I agree with your statement above.


----------



## Croghanite

LAYMAN JOE said:


> ColdSilverMoon said:
> 
> 
> 
> 
> 
> kvanlaan said:
> 
> 
> 
> Are they formally ordained (laying of hands) or simply titled 'deaconess' for their role of service?
> 
> 
> 
> 
> Deaconesses are members of the diaconate for their service, but not ordained members.
> 
> Click to expand...
> 
> 
> What is the title for the men that are members of the diaconate for their service, but not ordained?
Click to expand...


Does anyone know the answer to my above question considering chapter 9-7 PCA BCO. What is the title given to the men appointed by the deacons for their service?


----------



## Christusregnat

ModernPuritan? said:


> allowing a deaconess in the church that would be interesting.. they obviously could not be elders and such. but there are a few female deacons mentioned in the NT. So let them deal with things like visitation, food ministries,- things that wifes would do more naturally or something along those lines



Howdy Jeff,

The deaconesses in the New Tesament include the following:

Paul
Christ
The Civil Magistrate
Stephen
Phillip

In the book of Romans, the two deacons that are mentioned are Phoebe and the Civil Magistrate.

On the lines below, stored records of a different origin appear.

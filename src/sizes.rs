//! Named image sizes and size resolution.
//!
//! The host registers logical sizes (`thumbnail`, `medium`, `large`, plus any
//! theme-defined extras). A request for an image names one of those sizes or
//! asks for an explicit box, and [`resolve`] turns that request plus the
//! original's dimensions (when known) into the width, height and crop flag
//! sent to the resizing proxy.
//!
//! ## Resolution rules
//!
//! | Request | Original known | Result |
//! |---|---|---|
//! | named, not `full` | yes | fit into the size's box (exact box when cropping); declared box if the fit would upscale |
//! | named, not `full` | no | declared box |
//! | `full` | yes | original size, not intermediate |
//! | `full` | no | no size, not intermediate |
//! | explicit | yes | fit into the requested box, original size if the fit would upscale |
//! | explicit | no | requested box |
//!
//! Every result is then clamped to the size's display maximum. `large` is
//! additionally capped at the page content width when one is configured.
//!
//! ## Registry lifetime
//!
//! Building the registry reads settings, so callers keep it in a
//! [`RegistryCell`]: populated on first use and immutable afterwards. A reset
//! is explicit.

use crate::imaging::{constrain_dimensions, resize_dimensions};
use crate::types::{Dimensions, ResolvedTarget, SizeSpec, non_zero};
use serde::{Deserialize, Serialize};
use std::sync::OnceLock;

/// Name of the size that always means "the original".
pub const FULL: &str = "full";

/// Horizontal crop anchor.
#[derive(Debug, Clone, Copy, PartialEq, Eq, Serialize, Deserialize)]
#[serde(rename_all = "lowercase")]
pub enum CropX {
    Left,
    Center,
    Right,
}

/// Vertical crop anchor.
#[derive(Debug, Clone, Copy, PartialEq, Eq, Serialize, Deserialize)]
#[serde(rename_all = "lowercase")]
pub enum CropY {
    Top,
    Center,
    Bottom,
}

/// Cropping policy of a size.
///
/// Config files write it as `crop = true`/`false` or as an anchor pair such
/// as `crop = ["left", "top"]`.
#[derive(Debug, Clone, Copy, PartialEq, Eq, Default, Serialize, Deserialize)]
#[serde(from = "CropRepr", into = "CropRepr")]
pub enum Crop {
    #[default]
    None,
    Center,
    At(CropX, CropY),
}

impl Crop {
    /// Whether the output is cropped to the exact box.
    pub fn is_crop(self) -> bool {
        !matches!(self, Crop::None)
    }

    /// Crop anchor, `None` when not cropping.
    pub fn anchor(self) -> Option<(CropX, CropY)> {
        match self {
            Crop::None => None,
            Crop::Center => Some((CropX::Center, CropY::Center)),
            Crop::At(x, y) => Some((x, y)),
        }
    }
}

impl From<bool> for Crop {
    fn from(crop: bool) -> Self {
        if crop { Crop::Center } else { Crop::None }
    }
}

#[derive(Clone, Serialize, Deserialize)]
#[serde(untagged)]
enum CropRepr {
    Flag(bool),
    Anchor(CropX, CropY),
}

impl From<CropRepr> for Crop {
    fn from(repr: CropRepr) -> Self {
        match repr {
            CropRepr::Flag(flag) => flag.into(),
            CropRepr::Anchor(x, y) => Crop::At(x, y),
        }
    }
}

impl From<Crop> for CropRepr {
    fn from(crop: Crop) -> Self {
        match crop {
            Crop::None => CropRepr::Flag(false),
            Crop::Center => CropRepr::Flag(true),
            Crop::At(x, y) => CropRepr::Anchor(x, y),
        }
    }
}

/// Declared box of a named size. `0` means unconstrained.
#[derive(Debug, Clone, Copy, PartialEq, Eq, Default, Serialize, Deserialize)]
#[serde(default, deny_unknown_fields)]
pub struct SizeDefinition {
    pub width: u32,
    pub height: u32,
    pub crop: Crop,
}

impl SizeDefinition {
    pub fn new(width: u32, height: u32, crop: impl Into<Crop>) -> Self {
        Self {
            width,
            height,
            crop: crop.into(),
        }
    }
}

/// Ordered mapping of size name → definition.
///
/// Always holds `thumb`, `medium`, `large`, `full` and `thumbnail` (an alias
/// of `thumb`), in that order, followed by registered extras.
#[derive(Debug, Clone, PartialEq)]
pub struct SizeRegistry {
    entries: Vec<(String, SizeDefinition)>,
    content_width: Option<u32>,
}

impl SizeRegistry {
    pub fn new(thumbnail: SizeDefinition, medium: SizeDefinition, large: SizeDefinition) -> Self {
        // medium and large never crop
        let medium = SizeDefinition {
            crop: Crop::None,
            ..medium
        };
        let large = SizeDefinition {
            crop: Crop::None,
            ..large
        };
        Self {
            entries: vec![
                ("thumb".to_string(), thumbnail),
                ("medium".to_string(), medium),
                ("large".to_string(), large),
                (FULL.to_string(), SizeDefinition::default()),
                ("thumbnail".to_string(), thumbnail),
            ],
            content_width: None,
        }
    }

    /// Cap the display width of `large` at the page content width.
    pub fn with_content_width(mut self, content_width: Option<u32>) -> Self {
        self.content_width = content_width.and_then(non_zero);
        self
    }

    /// Add or replace a named size. Replacing keeps the original position.
    pub fn register(&mut self, name: impl Into<String>, definition: SizeDefinition) {
        let name = name.into();
        match self.entries.iter_mut().find(|(n, _)| *n == name) {
            Some((_, existing)) => *existing = definition,
            None => self.entries.push((name, definition)),
        }
    }

    pub fn get(&self, name: &str) -> Option<&SizeDefinition> {
        self.entries
            .iter()
            .find(|(n, _)| n == name)
            .map(|(_, def)| def)
    }

    pub fn contains(&self, name: &str) -> bool {
        self.get(name).is_some()
    }

    pub fn iter(&self) -> impl Iterator<Item = (&str, &SizeDefinition)> {
        self.entries.iter().map(|(n, d)| (n.as_str(), d))
    }

    pub fn names(&self) -> Vec<&str> {
        self.entries.iter().map(|(n, _)| n.as_str()).collect()
    }

    /// Maximum display box for a request. `(0, 0)` leaves sizes untouched.
    fn display_max(&self, spec: &SizeSpec, current: (u32, u32)) -> (u32, u32) {
        match spec {
            SizeSpec::Named(name) => match self.get(name) {
                Some(def) if name == "large" => {
                    let width = match self.content_width {
                        Some(cw) => cw.min(def.width),
                        None => def.width,
                    };
                    (width, def.height)
                }
                Some(def) => (def.width, def.height),
                None => current,
            },
            SizeSpec::Explicit { width, height } => (width.unwrap_or(0), height.unwrap_or(0)),
        }
    }
}

/// Lazily populated, then immutable, size registry.
#[derive(Debug, Default)]
pub struct RegistryCell {
    cell: OnceLock<SizeRegistry>,
}

impl RegistryCell {
    pub fn new() -> Self {
        Self::default()
    }

    /// Return the registry, building it with `init` on first use only.
    pub fn get_or_init(&self, init: impl FnOnce() -> SizeRegistry) -> &SizeRegistry {
        self.cell.get_or_init(init)
    }

    pub fn is_populated(&self) -> bool {
        self.cell.get().is_some()
    }

    /// Drop the cached registry so the next access rebuilds it.
    pub fn reset(&mut self) {
        self.cell.take();
    }
}

/// Resolve a size request against the registry.
///
/// Returns `None` for a named size the registry does not know.
pub fn resolve(
    spec: &SizeSpec,
    original: Option<Dimensions>,
    registry: &SizeRegistry,
) -> Option<ResolvedTarget> {
    let original = original.map(|d| (d.width, d.height));

    let (width, height, crop, is_intermediate) = match spec {
        SizeSpec::Named(name) => {
            let def = registry.get(name)?;
            let (mut width, mut height) = (def.width, def.height);
            let mut is_intermediate = true;

            if name == FULL {
                is_intermediate = false;
                if let Some(orig) = original {
                    (width, height) = orig;
                }
            } else if let Some(orig) = original
                && let Some(resized) = resize_dimensions(orig, (width, height), def.crop)
            {
                width = resized.width;
                height = resized.height;
            }

            (width, height, def.crop.is_crop(), is_intermediate)
        }
        SizeSpec::Explicit {
            width: req_w,
            height: req_h,
        } => {
            let requested = (req_w.unwrap_or(0), req_h.unwrap_or(0));
            let is_intermediate = requested != (0, 0);

            let (width, height) = match original {
                Some(orig) => resize_dimensions(orig, requested, Crop::None)
                    .map(|r| (r.width, r.height))
                    .unwrap_or(orig),
                None => requested,
            };

            (width, height, false, is_intermediate)
        }
    };

    let max = registry.display_max(spec, (width, height));
    let (width, height) = constrain_dimensions((width, height), max);

    Some(ResolvedTarget {
        width: non_zero(width),
        height: non_zero(height),
        crop,
        is_intermediate,
    })
}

First, deaconess is not a biblical term. The Greek only knows of "diakonos" and applies it to anyone who happens to perform services on behalf of others.

Christ served the circumcision; Paul served Christ; Stephen served God; the Magistrate serves God.

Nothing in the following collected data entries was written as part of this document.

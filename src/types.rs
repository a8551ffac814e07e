//! Shared value types passed between the resolver, the URL builder and the
//! rewriters.
//!
//! Everything here is request-scoped: built per call, never cached.

use serde::{Deserialize, Serialize};

/// Pixel dimensions of an original image.
#[derive(Debug, Clone, Copy, PartialEq, Eq, Serialize, Deserialize)]
pub struct Dimensions {
    pub width: u32,
    pub height: u32,
}

impl Dimensions {
    pub fn new(width: u32, height: u32) -> Self {
        Self { width, height }
    }
}

/// A logical size request.
///
/// - `Named("medium")` looks the size up in the [`SizeRegistry`](crate::sizes::SizeRegistry).
/// - `Explicit { width, height }` asks for a box; either side may be absent.
#[derive(Debug, Clone, PartialEq, Eq)]
pub enum SizeSpec {
    Named(String),
    Explicit {
        width: Option<u32>,
        height: Option<u32>,
    },
}

impl SizeSpec {
    pub fn named(name: impl Into<String>) -> Self {
        Self::Named(name.into())
    }

    pub fn explicit(width: Option<u32>, height: Option<u32>) -> Self {
        Self::Explicit { width, height }
    }
}

/// Output of size resolution.
///
/// When `is_intermediate` is false the proxy is asked for the untouched
/// original; `width`/`height` are then only used for layout.
#[derive(Debug, Clone, Copy, PartialEq, Eq)]
pub struct ResolvedTarget {
    pub width: Option<u32>,
    pub height: Option<u32>,
    pub crop: bool,
    pub is_intermediate: bool,
}

/// A resolved downsized image as handed back to the host.
#[derive(Debug, Clone, PartialEq, Eq, Serialize)]
pub struct DownsizedImage {
    pub url: String,
    pub width: Option<u32>,
    pub height: Option<u32>,
    pub is_intermediate: bool,
}

/// A media library entry: authoritative full-size URL plus natural size when
/// the host has it on record.
#[derive(Debug, Clone, PartialEq, Eq, Serialize, Deserialize)]
pub struct Attachment {
    pub url: String,
    #[serde(default)]
    pub width: Option<u32>,
    #[serde(default)]
    pub height: Option<u32>,
}

impl Attachment {
    /// Natural size, only when both sides are on record.
    pub fn dimensions(&self) -> Option<Dimensions> {
        match (self.width.and_then(non_zero), self.height.and_then(non_zero)) {
            (Some(w), Some(h)) => Some(Dimensions::new(w, h)),
            _ => None,
        }
    }
}

/// Externally hosted thumbnail attached to a content item.
#[derive(Debug, Clone, PartialEq, Eq, Serialize, Deserialize)]
pub struct ExternalThumbnail {
    pub url: String,
    #[serde(default, skip_serializing_if = "Option::is_none")]
    pub dimensions: Option<Dimensions>,
}

/// Where the image being resolved comes from.
#[derive(Debug, Clone, PartialEq, Eq)]
pub enum ImageSource {
    /// An attachment in the host's media library.
    LocalAttachment(u64),
    /// A thumbnail URL stored on a content item, optionally with cached size.
    ExternalThumbnail {
        url: String,
        dimensions: Option<Dimensions>,
    },
}

impl From<ExternalThumbnail> for ImageSource {
    fn from(thumb: ExternalThumbnail) -> Self {
        Self::ExternalThumbnail {
            url: thumb.url,
            dimensions: thumb.dimensions,
        }
    }
}

/// Treat zero as "not set", the way the host stores absent sizes.
pub(crate) fn non_zero(value: u32) -> Option<u32> {
    (value > 0).then_some(value)
}
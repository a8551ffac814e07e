use clap::{Parser, Subcommand};
use ngx_resizer::host::{InMemoryMediaLibrary, NoMedia};
use ngx_resizer::imaging::{DimensionFetcher, FetchError, ReqwestClient};
use ngx_resizer::types::{Dimensions, ImageSource, SizeSpec};
use ngx_resizer::{ImageResizer, config, output, srcset};
use std::io::Read;
use std::path::{Path, PathBuf};

#[derive(Parser)]
#[command(name = "ngx-resizer")]
#[command(about = "Rewrite image URLs for an nginx resizing proxy")]
#[command(long_about = "\
Rewrite image URLs for an nginx resizing proxy

Images are never resized here. Instead every image URL is rewritten to ask
the proxy for the right size:

  http://site/wp-content/uploads/a.jpg?w=300&h=200&crop=1&d=<signature>
  http://site/safe_image?url=<encoded remote URL>&w=300

Local images (under uploads.base_url) are addressed directly, remote images
go through /safe_image. With a secure_link template every URL is signed the
way nginx's secure_link_md5 expects.

Run 'ngx-resizer gen-config' to generate a documented config.toml.")]
#[command(version)]
struct Cli {
    /// Directory containing config.toml
    #[arg(long, default_value = ".", global = true)]
    config_dir: PathBuf,

    #[command(subcommand)]
    command: Command,
}

/// Attachment data for commands that look images up.
#[derive(clap::Args, Clone)]
struct MediaArgs {
    /// JSON media library: {"<id>": {"url": ..., "width": ..., "height": ...}}
    #[arg(long)]
    media: Option<PathBuf>,
}

#[derive(Subcommand)]
enum Command {
    /// Resolve the proxy URL and display size of an image
    Resolve {
        /// Image URL
        url: String,
        /// Named size (thumbnail, medium, large, full, or an extra size)
        #[arg(long, conflicts_with_all = ["width", "height"])]
        size: Option<String>,
        /// Requested width in pixels
        #[arg(long)]
        width: Option<u32>,
        /// Requested height in pixels
        #[arg(long)]
        height: Option<u32>,
        /// Known width of the original
        #[arg(long, requires = "orig_height")]
        orig_width: Option<u32>,
        /// Known height of the original
        #[arg(long, requires = "orig_width")]
        orig_height: Option<u32>,
        /// Read the original size from the remote image header
        #[arg(long, conflicts_with = "orig_width")]
        fetch: bool,
    },
    /// Rewrite <img> tags in HTML read from a file or stdin
    Rewrite {
        /// HTML file, stdin when omitted
        file: Option<PathBuf>,
        /// Content width, overrides the config
        #[arg(long)]
        content_width: Option<u32>,
        #[command(flatten)]
        media: MediaArgs,
    },
    /// Rewrite the candidates of a srcset attribute
    Srcset {
        /// Attribute value, e.g. "a-300x200.jpg 300w, a-600x400.jpg 600w"
        srcset: String,
        /// Attachment the candidates belong to
        #[arg(long, requires = "media")]
        attachment: Option<u64>,
        #[command(flatten)]
        media: MediaArgs,
    },
    /// Read the dimensions of a remote image from its header
    Dimensions {
        /// Image URL
        url: String,
    },
    /// List the registered image sizes
    Sizes,
    /// Print a stock config.toml with all options documented
    GenConfig,
}

fn main() -> Result<(), Box<dyn std::error::Error>> {
    env_logger::Builder::from_env(env_logger::Env::default().default_filter_or("warn")).init();

    let cli = Cli::parse();

    match cli.command {
        Command::Resolve {
            url,
            size,
            width,
            height,
            orig_width,
            orig_height,
            fetch,
        } => {
            let resizer = load_resizer(&cli.config_dir)?;
            let spec = match size {
                Some(name) => SizeSpec::named(name),
                None => SizeSpec::explicit(width, height),
            };
            let dimensions = if fetch {
                let fetcher = fetcher_for(&resizer)?;
                Some(fetcher.fetch(&url)?)
            } else {
                orig_width.zip(orig_height).map(|(w, h)| Dimensions::new(w, h))
            };
            let source = ImageSource::ExternalThumbnail { url, dimensions };
            let image = resizer.resolve_downsized_image(&source, &spec, &NoMedia)?;
            output::print_resolved(&spec, &image);
        }
        Command::Rewrite {
            file,
            content_width,
            media,
        } => {
            let resizer = load_resizer(&cli.config_dir)?;
            let html = match file {
                Some(path) => std::fs::read_to_string(path)?,
                None => {
                    let mut buf = String::new();
                    std::io::stdin().read_to_string(&mut buf)?;
                    buf
                }
            };
            let media = load_media(media.media.as_deref())?;
            let content_width = content_width.or(resizer.config().content_width);
            print!(
                "{}",
                resizer.rewrite_content_with_width(&html, content_width, &media)
            );
        }
        Command::Srcset {
            srcset: attr,
            attachment,
            media,
        } => {
            let resizer = load_resizer(&cli.config_dir)?;
            let media = load_media(media.media.as_deref())?;
            let candidates = srcset::parse_srcset(&attr);
            let rewritten = resizer.rewrite_srcset(&candidates, attachment, &media);
            output::print_srcset_output(&rewritten);
        }
        Command::Dimensions { url } => {
            let fetcher = fetcher_for(&load_resizer(&cli.config_dir)?)?;
            let dims = fetcher.fetch(&url)?;
            println!("{}", output::format_dimensions(&url, dims));
        }
        Command::Sizes => {
            let resizer = load_resizer(&cli.config_dir)?;
            output::print_sizes(resizer.registry());
        }
        Command::GenConfig => {
            print!("{}", config::stock_config_toml());
        }
    }

    Ok(())
}

fn load_resizer(config_dir: &Path) -> Result<ImageResizer, config::ConfigError> {
    Ok(ImageResizer::new(config::load_config(config_dir)?))
}

fn fetcher_for(resizer: &ImageResizer) -> Result<DimensionFetcher<ReqwestClient>, FetchError> {
    let client = ReqwestClient::new(resizer.config().fetch.timeout())?;
    Ok(DimensionFetcher::new(client))
}

fn load_media(path: Option<&Path>) -> Result<InMemoryMediaLibrary, ngx_resizer::host::HostError> {
    match path {
        Some(path) => InMemoryMediaLibrary::load(path),
        None => Ok(InMemoryMediaLibrary::new()),
    }
}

The book of Romans is a non-ecclesiatical book. It knows little/nothing of church forms, offices, etc. It knows theology, and lots of it. In a book so structured, the only other conspicuous use of "diaconos" (beside that of Phoebe) is that applied to the civil power, which is the "servant of God" - His deacon.

Anywho, there are all kinds of servants in the NT. The question is, who is qualified for the office of deacon in the church? See Acts 6 for the answer: the male members of the congregation. This is explicit by the fact that Peter gathered the heads of households and told them:

"3_*Brothers*_, choose seven _*men *_from among you who are known to be full of the Spirit and wisdom. We will turn this responsibility over to them 4and will give our attention to prayer and the ministry of the word." 5This proposal pleased _*the whole group*_. They chose Stephen, a _*man *_full of faith and of the Holy Spirit; also Philip, Procorus, Nicanor, Timon, Parmenas, and Nicolas from Antioch, a convert to Judaism. 6They presented these men to the apostles, who prayed and laid their hands on them. "

Notice, men were gathered, men elected, men served. Very simple.

What's even more simple is the fact that the deacon's role GREW OUT OF THE APOSTLES / ELDERS' office, and therefore, of necessity, carries authority over the entire church.

Cheers,


----------



## NaphtaliPress

Any PB'r going to be on Bills and Overtures at PCA GA this year; my pastor will be. Should wey open a thread under Presbyterian Polity to discuss this overture when it comes up during GA like we did the FV last year?


----------



## fredtgreco

NaphtaliPress said:


> Any PB'r going to be on Bills and Overtures at PCA GA this year; my pastor will be. Should wey open a thread under Presbyterian Polity to discuss this overture when it comes up during GA like we did the FV last year?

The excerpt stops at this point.